## ABOUT THIS TASK
Whatever lines the data contains, output all of them unchanged.

## DATA PROVIDED
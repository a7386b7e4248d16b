mod core;
mod loader;

pub use self::core::{CodemixConfig, OutputConfig, PerformanceConfig, TagsConfig};
pub use loader::{
    directory_ancestors, discover_config, load_config, load_config_from,
    parse_and_validate_config, CONFIG_FILE_NAME,
};
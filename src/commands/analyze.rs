//! Analyze command: load each corpus file, score it and write the reports.

use crate::complexity::{score_profiles, Evaluator};
use crate::config::{load_config, load_config_from, CodemixConfig, TagsConfig};
use crate::core::CorpusReport;
use crate::errors::CodemixError;
use crate::io::output::{create_writer, OutputFormat};
use crate::loader::{dataset_name, load_corpus};
use anyhow::{Context, Result};
use rayon::prelude::*;
use std::fs::File;
use std::io::BufWriter;
use std::path::{Path, PathBuf};

#[derive(Debug, Clone, Default)]
pub struct AnalyzeConfig {
    pub paths: Vec<PathBuf>,
    pub format: Option<OutputFormat>,
    pub output: Option<PathBuf>,
    pub config: Option<PathBuf>,
    pub languages: Option<Vec<String>>,
    pub exclude: Option<Vec<String>>,
    pub per_utterance: bool,
    pub no_parallel: bool,
    pub plain: bool,
}

/// Settings after merging the config file with command-line overrides.
#[derive(Debug, Clone, PartialEq)]
pub struct ResolvedSettings {
    pub tags: TagsConfig,
    pub format: OutputFormat,
    pub parallel: bool,
}

/// Command-line values win over the config file.
pub fn resolve_settings(file_config: CodemixConfig, cli: &AnalyzeConfig) -> Result<ResolvedSettings> {
    let mut tags = file_config.tags;
    if let Some(languages) = &cli.languages {
        tags.languages = languages.clone();
    }
    if let Some(exclude) = &cli.exclude {
        tags.exclude = exclude.clone();
    }
    tags.validate().map_err(|message| CodemixError::config(message, None))?;

    Ok(ResolvedSettings {
        tags,
        format: cli.format.unwrap_or(file_config.output.default_format),
        parallel: file_config.performance.parallel && !cli.no_parallel,
    })
}

/// Scores a single corpus file.
pub fn analyze_file(
    path: &Path,
    tags: &TagsConfig,
    evaluator: &Evaluator,
    per_utterance: bool,
) -> Result<CorpusReport> {
    let corpus = load_corpus(path)?;
    let exclude = tags.exclude_set(&corpus);
    log::debug!(
        "{}: excluding {} tags: {:?}",
        path.display(),
        exclude.len(),
        exclude.iter().collect::<Vec<_>>()
    );

    let stats = evaluator.get_stats(&corpus.utterances, &exclude);
    // Per-utterance reports score the profiles they already hold
    let scored = if per_utterance {
        evaluator
            .profile_corpus(&corpus.utterances, &exclude)
            .and_then(|profiles| Ok((score_profiles(&profiles)?, Some(profiles))))
    } else {
        evaluator
            .evaluate_corpus(&corpus.utterances, &exclude)
            .map(|score| (score, None))
    };
    let (score, profiles) =
        scored.with_context(|| format!("Failed to score {}", path.display()))?;

    Ok(CorpusReport {
        dataset: dataset_name(path),
        path: path.to_path_buf(),
        stats,
        switched_percent: stats.switched_ratio(),
        score,
        excluded_tags: exclude.iter().map(String::from).collect(),
        profiles,
    })
}

/// Scores every file, preserving argument order.
pub fn analyze_files(
    paths: &[PathBuf],
    settings: &ResolvedSettings,
    per_utterance: bool,
) -> Result<Vec<CorpusReport>> {
    let evaluator = Evaluator::new(settings.parallel);
    let analyze = |path: &PathBuf| analyze_file(path, &settings.tags, &evaluator, per_utterance);

    if settings.parallel {
        paths.par_iter().map(analyze).collect()
    } else {
        paths.iter().map(analyze).collect()
    }
}

pub fn handle_analyze(config: AnalyzeConfig) -> Result<()> {
    let file_config = match &config.config {
        Some(path) => load_config_from(path)?,
        None => load_config(),
    };
    let settings = resolve_settings(file_config, &config)?;
    log::info!(
        "Analyzing {} file(s), languages: {}",
        config.paths.len(),
        settings.tags.languages.join(",")
    );

    let reports = analyze_files(&config.paths, &settings, config.per_utterance)?;

    if config.plain || config.output.is_some() {
        colored::control::set_override(false);
    }

    match &config.output {
        Some(path) => {
            let file = File::create(path)
                .with_context(|| format!("Failed to create {}", path.display()))?;
            create_writer(settings.format, BufWriter::new(file)).write_reports(&reports)?;
        }
        None => {
            let stdout = std::io::stdout();
            create_writer(settings.format, stdout.lock()).write_reports(&reports)?;
        }
    }

    Ok(())
}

## ANSWER TO THIS EXERCISE
repository a7386b7e4248d16b
mod core;
mod loader;

pub use self::core::{CodemixConfig, OutputConfig, PerformanceConfig, TagsConfig};
pub use loader::{
    directory_ancestors, discover_config, load_config, load_config_from,
    parse_and_validate_config, CONFIG_FILE_NAME,
};
filename src/commands/analyze.rs
//! Analyze command: load each corpus file, score it and write the reports.

use crate::complexity::{score_profiles, Evaluator};
use crate::config::{load_config, load_config_from, CodemixConfig, TagsConfig};
use crate::core::CorpusReport;
use crate::errors::CodemixError;
use crate::io::output::{create_writer, OutputFormat};
use crate::loader::{dataset_name, load_corpus};
use anyhow::{Context, Result};
use rayon::prelude::*;
use std::fs::File;
use std::io::BufWriter;
use std::path::{Path, PathBuf};

#[derive(Debug, Clone, Default)]
pub struct AnalyzeConfig {
    pub paths: Vec<PathBuf>,
    pub format: Option<OutputFormat>,
    pub output: Option<PathBuf>,
    pub config: Option<PathBuf>,
    pub languages: Option<Vec<String>>,
    pub exclude: Option<Vec<String>>,
    pub per_utterance: bool,
    pub no_parallel: bool,
    pub plain: bool,
}

/// Settings after merging the config file with command-line overrides.
#[derive(Debug, Clone, PartialEq)]
pub struct ResolvedSettings {
    pub tags: TagsConfig,
    pub format: OutputFormat,
    pub parallel: bool,
}

/// Command-line values win over the config file.
pub fn resolve_settings(file_config: CodemixConfig, cli: &AnalyzeConfig) -> Result<ResolvedSettings> {
    let mut tags = file_config.tags;
    if let Some(languages) = &cli.languages {
        tags.languages = languages.clone();
    }
    if let Some(exclude) = &cli.exclude {
        tags.exclude = exclude.clone();
    }
    tags.validate().map_err(|message| CodemixError::config(message, None))?;

    Ok(ResolvedSettings {
        tags,
        format: cli.format.unwrap_or(file_config.output.default_format),
        parallel: file_config.performance.parallel && !cli.no_parallel,
    })
}

/// Scores a single corpus file.
pub fn analyze_file(
    path: &Path,
    tags: &TagsConfig,
    evaluator: &Evaluator,
    per_utterance: bool,
) -> Result<CorpusReport> {
    let corpus = load_corpus(path)?;
    let exclude = tags.exclude_set(&corpus);
    log::debug!(
        "{}: excluding {} tags: {:?}",
        path.display(),
        exclude.len(),
        exclude.iter().collect::<Vec<_>>()
    );

    let stats = evaluator.get_stats(&corpus.utterances, &exclude);
    // Per-utterance reports score the profiles they already hold
    let scored = if per_utterance {
        evaluator
            .profile_corpus(&corpus.utterances, &exclude)
            .and_then(|profiles| Ok((score_profiles(&profiles)?, Some(profiles))))
    } else {
        evaluator
            .evaluate_corpus(&corpus.utterances, &exclude)
            .map(|score| (score, None))
    };
    let (score, profiles) =
        scored.with_context(|| format!("Failed to score {}", path.display()))?;

    Ok(CorpusReport {
        dataset: dataset_name(path),
        path: path.to_path_buf(),
        stats,
        switched_percent: stats.switched_ratio(),
        score,
        excluded_tags: exclude.iter().map(String::from).collect(),
        profiles,
    })
}

/// Scores every file, preserving argument order.
pub fn analyze_files(
    paths: &[PathBuf],
    settings: &ResolvedSettings,
    per_utterance: bool,
) -> Result<Vec<CorpusReport>> {
    let evaluator = Evaluator::new(settings.parallel);
    let analyze = |path: &PathBuf| analyze_file(path, &settings.tags, &evaluator, per_utterance);

    if settings.parallel {
        paths.par_iter().map(analyze).collect()
    } else {
        paths.iter().map(analyze).collect()
    }
}

pub fn handle_analyze(config: AnalyzeConfig) -> Result<()> {
    let file_config = match &config.config {
        Some(path) => load_config_from(path)?,
        None => load_config(),
    };
    let settings = resolve_settings(file_config, &config)?;
    log::info!(
        "Analyzing {} file(s), languages: {}",
        config.paths.len(),
        settings.tags.languages.join(",")
    );

    let reports = analyze_files(&config.paths, &settings, config.per_utterance)?;

    if config.plain || config.output.is_some() {
        colored::control::set_override(false);
    }

    match &config.output {
        Some(path) => {
            let file = File::create(path)
                .with_context(|| format!("Failed to create {}", path.display()))?;
            create_writer(settings.format, BufWriter::new(file)).write_reports(&reports)?;
        }
        None => {
            let stdout = std::io::stdout();
            create_writer(settings.format, stdout.lock()).write_reports(&reports)?;
        }
    }

    Ok(())
}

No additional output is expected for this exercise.